Parida la idea, la dictadura uruguaya vio enseguida la oportunidad de capitalizar una fiesta futbolera. Los organizadores se preguntaban de dónde saldría el dinero para financiarla hasta que un señor con buenos contactos y ganas de hacer negocio, Angelo Voulgaris, se ofreció a “vender” el proyecto con un amigo millonario. Poco después, Berlusconi se interesaba en los derechos exclusivos de la transmisión mundial y un grupo de uruguayos viajaba a Italia para sellar el acuerdo. Fue a partir de ahí que Il Cavaliere logró hacerse fuerte frente a la RAI, accediendo al circuito mainstream de difusión que hasta entonces le estaba vedado.
En Montevideo, la cosa se organizaba por todo lo alto.
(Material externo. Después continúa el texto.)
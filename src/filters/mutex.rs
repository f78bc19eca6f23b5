//! Single-lock Bloom filter.
//!
//! [`MutexBloomFilter`] wraps a [`BloomFilter`] in one `parking_lot::RwLock`.
//! `test` takes the shared lock; `add` and `test_and_add` take the exclusive
//! lock for the whole `k`-offset sequence. That makes every operation atomic
//! with respect to every other:
//!
//! - a `test` never observes a half-applied `add`
//! - when several threads `test_and_add` the same new key, exactly one of them
//!   sees `false`
//!
//! The price is that writers serialize against each other and against
//! readers. Prefer the lock-free [`BloomFilter`] unless you need those
//! guarantees.
//!
//! # Examples
//!
//! ```
//! use fastbloom::MutexBloomFilter;
//! use std::sync::Arc;
//! use std::thread;
//!
//! let filter = Arc::new(MutexBloomFilter::new(1_000, 0.01).unwrap());
//!
//! let first_seen: usize = (0..8)
//!     .map(|_| {
//!         let filter = Arc::clone(&filter);
//!         thread::spawn(move || usize::from(!filter.test_and_add("job-42")))
//!     })
//!     .collect::<Vec<_>>()
//!     .into_iter()
//!     .map(|h| h.join().unwrap())
//!     .sum();
//!
//! assert_eq!(first_seen, 1);
//! ```

use std::fmt;

use parking_lot::RwLock;

use crate::core::filter::SharedBloomFilter;
use crate::core::storage::{BitStorage, Buckets, StorageStrategy};
use crate::error::Result;
use crate::filters::lockfree::BloomFilter;
use crate::hash::{Fnv64, Hasher64};

/// Bloom filter whose operations are serialized by one reader-writer lock.
pub struct MutexBloomFilter<S: BitStorage = Buckets, H: Hasher64 = Fnv64> {
    inner: BloomFilter<S, H>,
    lock: RwLock<()>,
}

impl MutexBloomFilter {
    /// Create a filter sized for `expected_items` at `fp_rate`.
    ///
    /// # Errors
    ///
    /// See [`BloomFilter::new`].
    pub fn new(expected_items: usize, fp_rate: f64) -> Result<Self> {
        BloomFilter::new(expected_items, fp_rate).map(Self::from)
    }

    /// Decode an envelope produced by [`encode`](Self::encode).
    ///
    /// # Errors
    ///
    /// See [`BloomFilter::decode`].
    pub fn decode(bytes: &[u8]) -> Result<Self> {
        BloomFilter::decode(bytes).map(Self::from)
    }
}

impl<H: Hasher64> MutexBloomFilter<Buckets, H> {
    /// Create a filter with explicit dimensions, storage and hasher.
    ///
    /// # Errors
    ///
    /// See [`BloomFilter::explicit`].
    pub fn explicit(m: usize, k: usize, storage: StorageStrategy, hasher: H) -> Result<Self> {
        BloomFilter::explicit(m, k, storage, hasher).map(Self::from)
    }
}

impl<S: BitStorage, H: Hasher64> MutexBloomFilter<S, H> {
    /// Create a filter over a statically chosen storage type.
    ///
    /// # Errors
    ///
    /// See [`BloomFilter::with_params`].
    pub fn with_params(m: usize, k: usize, hasher: H) -> Result<Self> {
        BloomFilter::with_params(m, k, hasher).map(Self::from)
    }

    /// Decode an envelope, querying the result with `hasher`.
    ///
    /// # Errors
    ///
    /// See [`BloomFilter::decode_with`].
    pub fn decode_with(bytes: &[u8], hasher: H) -> Result<Self> {
        BloomFilter::decode_with(bytes, hasher).map(Self::from)
    }

    /// Add `key` under the exclusive lock. Returns `self` for chaining.
    pub fn add<K: AsRef<[u8]> + ?Sized>(&self, key: &K) -> &Self {
        let _guard = self.lock.write();
        self.inner.add(key);
        self
    }

    /// Test `key` under the shared lock.
    #[must_use]
    pub fn test<K: AsRef<[u8]> + ?Sized>(&self, key: &K) -> bool {
        let _guard = self.lock.read();
        self.inner.test(key)
    }

    /// Add `key` and return whether it was present, atomically.
    ///
    /// Membership is decided exactly as [`test`](Self::test) would decide it
    /// on the state before this call, then every offset is set.
    pub fn test_and_add<K: AsRef<[u8]> + ?Sized>(&self, key: &K) -> bool {
        let probes = self.inner.probes(key.as_ref());
        let bits = self.inner.storage();

        let _guard = self.lock.write();
        let mut present = true;
        for offset in probes {
            if !bits.get_bit(offset) {
                present = false;
                bits.set_bit(offset);
            }
        }
        self.inner.record_insert();
        present
    }

    /// Bit array size `m`.
    #[must_use]
    pub fn capacity(&self) -> usize {
        self.inner.capacity()
    }

    /// Probes per key `k`.
    #[must_use]
    pub fn num_hash_functions(&self) -> usize {
        self.inner.num_hash_functions()
    }

    /// Number of `add` and `test_and_add` calls so far (advisory).
    #[must_use]
    pub fn count(&self) -> u64 {
        self.inner.count()
    }

    /// Storage strategy backing this filter.
    #[must_use]
    pub fn storage_strategy(&self) -> StorageStrategy {
        self.inner.storage_strategy()
    }

    /// Name of the configured hash algorithm.
    #[must_use]
    pub fn hasher_name(&self) -> &'static str {
        self.inner.hasher_name()
    }

    /// Seed of the configured hash algorithm.
    #[must_use]
    pub fn hasher_seed(&self) -> u64 {
        self.inner.hasher_seed()
    }

    /// Number of bits currently set.
    #[must_use]
    pub fn count_ones(&self) -> usize {
        let _guard = self.lock.read();
        self.inner.count_ones()
    }

    /// Fraction of the `m` bits currently set.
    #[must_use]
    pub fn fill_ratio(&self) -> f64 {
        let _guard = self.lock.read();
        self.inner.fill_ratio()
    }

    /// False positive rate implied by the current fill ratio.
    #[must_use]
    pub fn estimated_fp_rate(&self) -> f64 {
        let _guard = self.lock.read();
        self.inner.estimated_fp_rate()
    }

    /// Approximate memory held by the filter, in bytes.
    #[must_use]
    pub fn memory_usage(&self) -> usize {
        std::mem::size_of::<RwLock<()>>() + self.inner.memory_usage()
    }

    /// Serialize as an envelope.
    ///
    /// Holds the shared lock, so the snapshot is consistent across all words.
    #[must_use]
    pub fn encode(&self) -> Vec<u8> {
        let _guard = self.lock.read();
        self.inner.encode()
    }

    /// Serialize the bit array only.
    #[must_use]
    pub fn encode_frame(&self) -> Vec<u8> {
        let _guard = self.lock.read();
        self.inner.encode_frame()
    }

    /// Unwrap into the lock-free filter.
    #[must_use]
    pub fn into_inner(self) -> BloomFilter<S, H> {
        self.inner
    }
}

impl<S: BitStorage, H: Hasher64> From<BloomFilter<S, H>> for MutexBloomFilter<S, H> {
    fn from(inner: BloomFilter<S, H>) -> Self {
        Self {
            inner,
            lock: RwLock::new(()),
        }
    }
}

impl<S: BitStorage, H: Hasher64> SharedBloomFilter for MutexBloomFilter<S, H> {
    fn insert(&self, key: &[u8]) {
        self.add(key);
    }

    fn contains(&self, key: &[u8]) -> bool {
        self.test(key)
    }

    fn check_and_insert(&self, key: &[u8]) -> bool {
        self.test_and_add(key)
    }

    fn bit_count(&self) -> usize {
        self.capacity()
    }

    fn hash_count(&self) -> usize {
        self.num_hash_functions()
    }

    fn insert_count(&self) -> u64 {
        self.count()
    }

    fn storage_strategy(&self) -> StorageStrategy {
        self.inner.storage_strategy()
    }
}

impl<S: BitStorage, H: Hasher64> fmt::Debug for MutexBloomFilter<S, H> {
    fn fmt(&self, f: &mut fmt::Formatter<'_>) -> fmt::Result {
        f.debug_struct("MutexBloomFilter")
            .field("inner", &self.inner)
            .finish()
    }
}

#[cfg(test)]
mod tests {
    use super::*;
    use crate::core::atomic::Buckets64;
    use std::sync::Arc;
    use std::thread;

    #[test]
    fn test_sizing_matches_lock_free() {
        let filter = MutexBloomFilter::new(100, 0.1).unwrap();
        assert_eq!(filter.capacity(), 480);
        assert_eq!(filter.num_hash_functions(), 4);
    }

    #[test]
    fn test_membership_scenario() {
        let filter = MutexBloomFilter::new(100, 0.01).unwrap();
        assert!(!filter.test("a"));

        let returned = filter.add("a");
        assert!(std::ptr::eq(returned, &filter));
        assert!(filter.test("a"));

        assert!(filter.test_and_add("a"));
        assert!(!filter.test_and_add("b"));
        assert!(filter.test("b"));
        assert!(!filter.test("c"));
        assert_eq!(filter.count(), 3);
    }

    #[test]
    fn test_test_and_add_sets_every_offset() {
        let filter = MutexBloomFilter::explicit(4096, 6, StorageStrategy::MutexBytes, Fnv64::new())
            .unwrap();
        assert!(!filter.test_and_add("k"));
        let ones = filter.count_ones();
        assert!(ones >= 1 && ones <= 6);
        assert!(filter.test("k"));
    }

    #[test]
    fn test_test_and_add_has_single_winner() {
        for round in 0..20 {
            let filter = Arc::new(MutexBloomFilter::new(1000, 0.01).unwrap());
            let key = format!("contended-{}", round);

            let winners: usize = (0..8)
                .map(|_| {
                    let filter = Arc::clone(&filter);
                    let key = key.clone();
                    thread::spawn(move || usize::from(!filter.test_and_add(&key)))
                })
                .collect::<Vec<_>>()
                .into_iter()
                .map(|h| h.join().unwrap())
                .sum();

            assert_eq!(winners, 1, "round {}", round);
        }
    }

    #[test]
    fn test_round_trip_through_lock_free_encoding() {
        let filter = MutexBloomFilter::<Buckets64, _>::with_params(2048, 4, Fnv64::new()).unwrap();
        filter.add("x").add("y");

        let bytes = filter.encode();
        let restored = MutexBloomFilter::decode(&bytes).unwrap();
        assert!(restored.test("x") && restored.test("y"));
        assert_eq!(restored.storage_strategy(), StorageStrategy::Atomic64);

        let lock_free = BloomFilter::decode(&bytes).unwrap();
        assert!(lock_free.test("x"));
    }

    #[test]
    fn test_into_inner_keeps_state() {
        let filter = MutexBloomFilter::new(100, 0.01).unwrap();
        filter.add("kept");
        let inner = filter.into_inner();
        assert!(inner.test("kept"));
        assert_eq!(inner.count(), 1);
    }

    #[test]
    fn test_decode_error_leaves_nothing_behind() {
        assert!(MutexBloomFilter::decode(b"foo").is_err());
        assert!(MutexBloomFilter::decode(&[]).is_err());
    }
}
Se invirtió en equipos de última generación que llegaron en grandes containers y se montó la primera televisación en color del país, pero sólo para el exterior: “Usted, señor, que tiene televisor color, igual no lo va a poder ver”, decía a cámara Cristina Morán, reportera estrella de la TV charrúa. Miles de periodistas de todas partes ocuparon las instalaciones de prensa del Estadio Centenario. La mascota, con el equipo de la selección y una vincha con la bandera uruguaya, tenía una versión de carne y hueso a cargo de Diego Schaffer, 6 años, hijo del agente de relaciones públicas del Mundialito.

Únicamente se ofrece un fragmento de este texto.